▶ Data to examine:
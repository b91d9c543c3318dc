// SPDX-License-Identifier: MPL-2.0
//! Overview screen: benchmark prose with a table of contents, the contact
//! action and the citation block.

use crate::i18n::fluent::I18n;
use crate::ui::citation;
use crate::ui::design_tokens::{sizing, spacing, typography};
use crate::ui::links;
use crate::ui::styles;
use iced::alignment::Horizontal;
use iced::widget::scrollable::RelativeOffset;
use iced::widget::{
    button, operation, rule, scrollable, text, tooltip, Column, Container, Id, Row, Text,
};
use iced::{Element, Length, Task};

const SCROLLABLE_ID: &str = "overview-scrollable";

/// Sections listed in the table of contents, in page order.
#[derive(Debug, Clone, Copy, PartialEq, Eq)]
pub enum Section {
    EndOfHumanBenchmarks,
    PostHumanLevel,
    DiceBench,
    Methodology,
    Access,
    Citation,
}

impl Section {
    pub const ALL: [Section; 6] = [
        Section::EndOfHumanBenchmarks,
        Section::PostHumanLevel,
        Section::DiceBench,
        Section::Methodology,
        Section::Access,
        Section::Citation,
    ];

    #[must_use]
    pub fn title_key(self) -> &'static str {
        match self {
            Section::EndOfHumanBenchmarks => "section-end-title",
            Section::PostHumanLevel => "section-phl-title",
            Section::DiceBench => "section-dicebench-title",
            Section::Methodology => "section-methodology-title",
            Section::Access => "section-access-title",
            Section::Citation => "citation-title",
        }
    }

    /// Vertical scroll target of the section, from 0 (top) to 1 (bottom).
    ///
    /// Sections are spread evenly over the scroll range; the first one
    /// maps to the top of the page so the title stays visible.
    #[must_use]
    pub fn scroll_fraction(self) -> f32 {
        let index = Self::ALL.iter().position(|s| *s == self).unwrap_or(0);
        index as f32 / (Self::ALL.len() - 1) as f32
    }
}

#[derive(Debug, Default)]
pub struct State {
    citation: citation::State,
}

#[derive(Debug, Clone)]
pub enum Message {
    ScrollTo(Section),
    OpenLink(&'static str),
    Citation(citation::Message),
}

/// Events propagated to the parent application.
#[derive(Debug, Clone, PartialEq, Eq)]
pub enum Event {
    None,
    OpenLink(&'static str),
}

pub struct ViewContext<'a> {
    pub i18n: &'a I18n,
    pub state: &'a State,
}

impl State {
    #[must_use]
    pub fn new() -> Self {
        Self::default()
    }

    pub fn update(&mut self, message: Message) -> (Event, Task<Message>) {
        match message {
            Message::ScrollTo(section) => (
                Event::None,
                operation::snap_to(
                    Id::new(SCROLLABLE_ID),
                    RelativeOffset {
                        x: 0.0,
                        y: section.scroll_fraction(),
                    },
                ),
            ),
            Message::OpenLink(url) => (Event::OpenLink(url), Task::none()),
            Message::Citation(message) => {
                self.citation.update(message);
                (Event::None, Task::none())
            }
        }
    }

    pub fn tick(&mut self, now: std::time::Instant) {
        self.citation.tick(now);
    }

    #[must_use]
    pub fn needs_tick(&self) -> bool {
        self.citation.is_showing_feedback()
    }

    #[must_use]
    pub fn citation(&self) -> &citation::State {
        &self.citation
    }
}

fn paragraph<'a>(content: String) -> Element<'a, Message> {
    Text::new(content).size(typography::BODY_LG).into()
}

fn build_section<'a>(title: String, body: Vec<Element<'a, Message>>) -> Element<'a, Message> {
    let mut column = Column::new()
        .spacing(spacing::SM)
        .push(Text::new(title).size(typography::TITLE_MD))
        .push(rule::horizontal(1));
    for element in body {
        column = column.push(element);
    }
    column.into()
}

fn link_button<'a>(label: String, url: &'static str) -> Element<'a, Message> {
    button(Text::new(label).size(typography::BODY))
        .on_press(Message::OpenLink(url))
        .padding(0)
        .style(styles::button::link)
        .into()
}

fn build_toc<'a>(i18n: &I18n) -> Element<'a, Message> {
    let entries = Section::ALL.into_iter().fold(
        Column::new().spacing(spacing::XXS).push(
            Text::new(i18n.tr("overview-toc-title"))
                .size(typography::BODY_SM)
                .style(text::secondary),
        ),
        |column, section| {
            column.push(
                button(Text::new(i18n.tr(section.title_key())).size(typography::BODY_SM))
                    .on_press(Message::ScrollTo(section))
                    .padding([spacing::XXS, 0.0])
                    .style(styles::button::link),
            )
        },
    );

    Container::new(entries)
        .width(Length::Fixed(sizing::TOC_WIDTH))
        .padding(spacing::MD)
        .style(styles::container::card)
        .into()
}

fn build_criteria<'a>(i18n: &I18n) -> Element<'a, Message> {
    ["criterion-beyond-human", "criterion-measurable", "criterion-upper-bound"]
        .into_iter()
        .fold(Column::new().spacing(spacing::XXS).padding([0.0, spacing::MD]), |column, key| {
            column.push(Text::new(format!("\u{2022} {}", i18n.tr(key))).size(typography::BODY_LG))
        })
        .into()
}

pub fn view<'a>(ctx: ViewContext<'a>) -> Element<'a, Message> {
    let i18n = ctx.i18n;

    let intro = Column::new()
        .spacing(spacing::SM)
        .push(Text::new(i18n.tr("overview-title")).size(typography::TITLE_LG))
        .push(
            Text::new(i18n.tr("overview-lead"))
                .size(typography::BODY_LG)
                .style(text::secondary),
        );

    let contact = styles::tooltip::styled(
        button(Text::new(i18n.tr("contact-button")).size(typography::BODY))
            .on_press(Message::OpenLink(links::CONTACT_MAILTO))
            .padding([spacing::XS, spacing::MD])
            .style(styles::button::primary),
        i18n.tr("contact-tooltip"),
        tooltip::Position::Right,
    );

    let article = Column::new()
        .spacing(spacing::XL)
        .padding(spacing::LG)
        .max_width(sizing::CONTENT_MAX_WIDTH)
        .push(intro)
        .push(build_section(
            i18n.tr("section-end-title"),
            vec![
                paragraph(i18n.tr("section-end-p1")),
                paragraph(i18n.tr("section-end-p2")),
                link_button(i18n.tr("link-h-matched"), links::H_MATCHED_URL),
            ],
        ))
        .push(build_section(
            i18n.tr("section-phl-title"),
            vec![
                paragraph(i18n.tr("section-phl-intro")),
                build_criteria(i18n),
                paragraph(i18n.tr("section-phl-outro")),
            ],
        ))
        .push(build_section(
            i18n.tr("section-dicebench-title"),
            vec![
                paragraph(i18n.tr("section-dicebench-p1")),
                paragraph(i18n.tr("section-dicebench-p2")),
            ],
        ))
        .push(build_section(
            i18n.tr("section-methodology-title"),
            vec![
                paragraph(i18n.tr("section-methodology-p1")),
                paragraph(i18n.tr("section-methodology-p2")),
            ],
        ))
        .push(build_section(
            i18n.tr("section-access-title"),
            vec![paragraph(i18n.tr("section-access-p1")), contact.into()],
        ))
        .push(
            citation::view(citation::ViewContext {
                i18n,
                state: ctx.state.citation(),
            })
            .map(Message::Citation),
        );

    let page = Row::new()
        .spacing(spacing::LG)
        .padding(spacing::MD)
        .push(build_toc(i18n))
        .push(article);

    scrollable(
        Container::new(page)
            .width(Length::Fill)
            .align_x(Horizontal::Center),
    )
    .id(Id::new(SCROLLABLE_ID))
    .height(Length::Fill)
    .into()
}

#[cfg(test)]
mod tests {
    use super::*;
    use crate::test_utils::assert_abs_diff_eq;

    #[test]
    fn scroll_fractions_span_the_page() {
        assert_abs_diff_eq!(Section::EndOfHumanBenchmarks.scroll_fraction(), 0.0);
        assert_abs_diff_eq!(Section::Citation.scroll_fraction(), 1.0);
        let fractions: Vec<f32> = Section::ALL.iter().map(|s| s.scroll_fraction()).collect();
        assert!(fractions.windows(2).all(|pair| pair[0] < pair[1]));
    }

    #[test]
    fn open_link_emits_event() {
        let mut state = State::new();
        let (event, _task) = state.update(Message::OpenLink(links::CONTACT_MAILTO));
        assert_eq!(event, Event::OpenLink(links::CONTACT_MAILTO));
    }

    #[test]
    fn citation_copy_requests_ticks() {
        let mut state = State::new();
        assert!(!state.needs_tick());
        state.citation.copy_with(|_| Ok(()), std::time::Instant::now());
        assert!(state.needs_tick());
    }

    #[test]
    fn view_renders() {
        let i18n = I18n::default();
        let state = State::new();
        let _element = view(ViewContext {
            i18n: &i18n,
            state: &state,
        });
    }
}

==

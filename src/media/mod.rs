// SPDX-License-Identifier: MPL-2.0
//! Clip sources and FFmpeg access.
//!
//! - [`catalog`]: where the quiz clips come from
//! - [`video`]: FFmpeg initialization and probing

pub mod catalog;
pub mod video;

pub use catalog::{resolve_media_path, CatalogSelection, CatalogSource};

▶ Work instructions:
Scan the listing and copy every line where the string "const" shows up.

▶ Solution to this problem:
const SCROLLABLE_ID: &str = "overview-scrollable";
    pub const ALL: [Section; 6] = [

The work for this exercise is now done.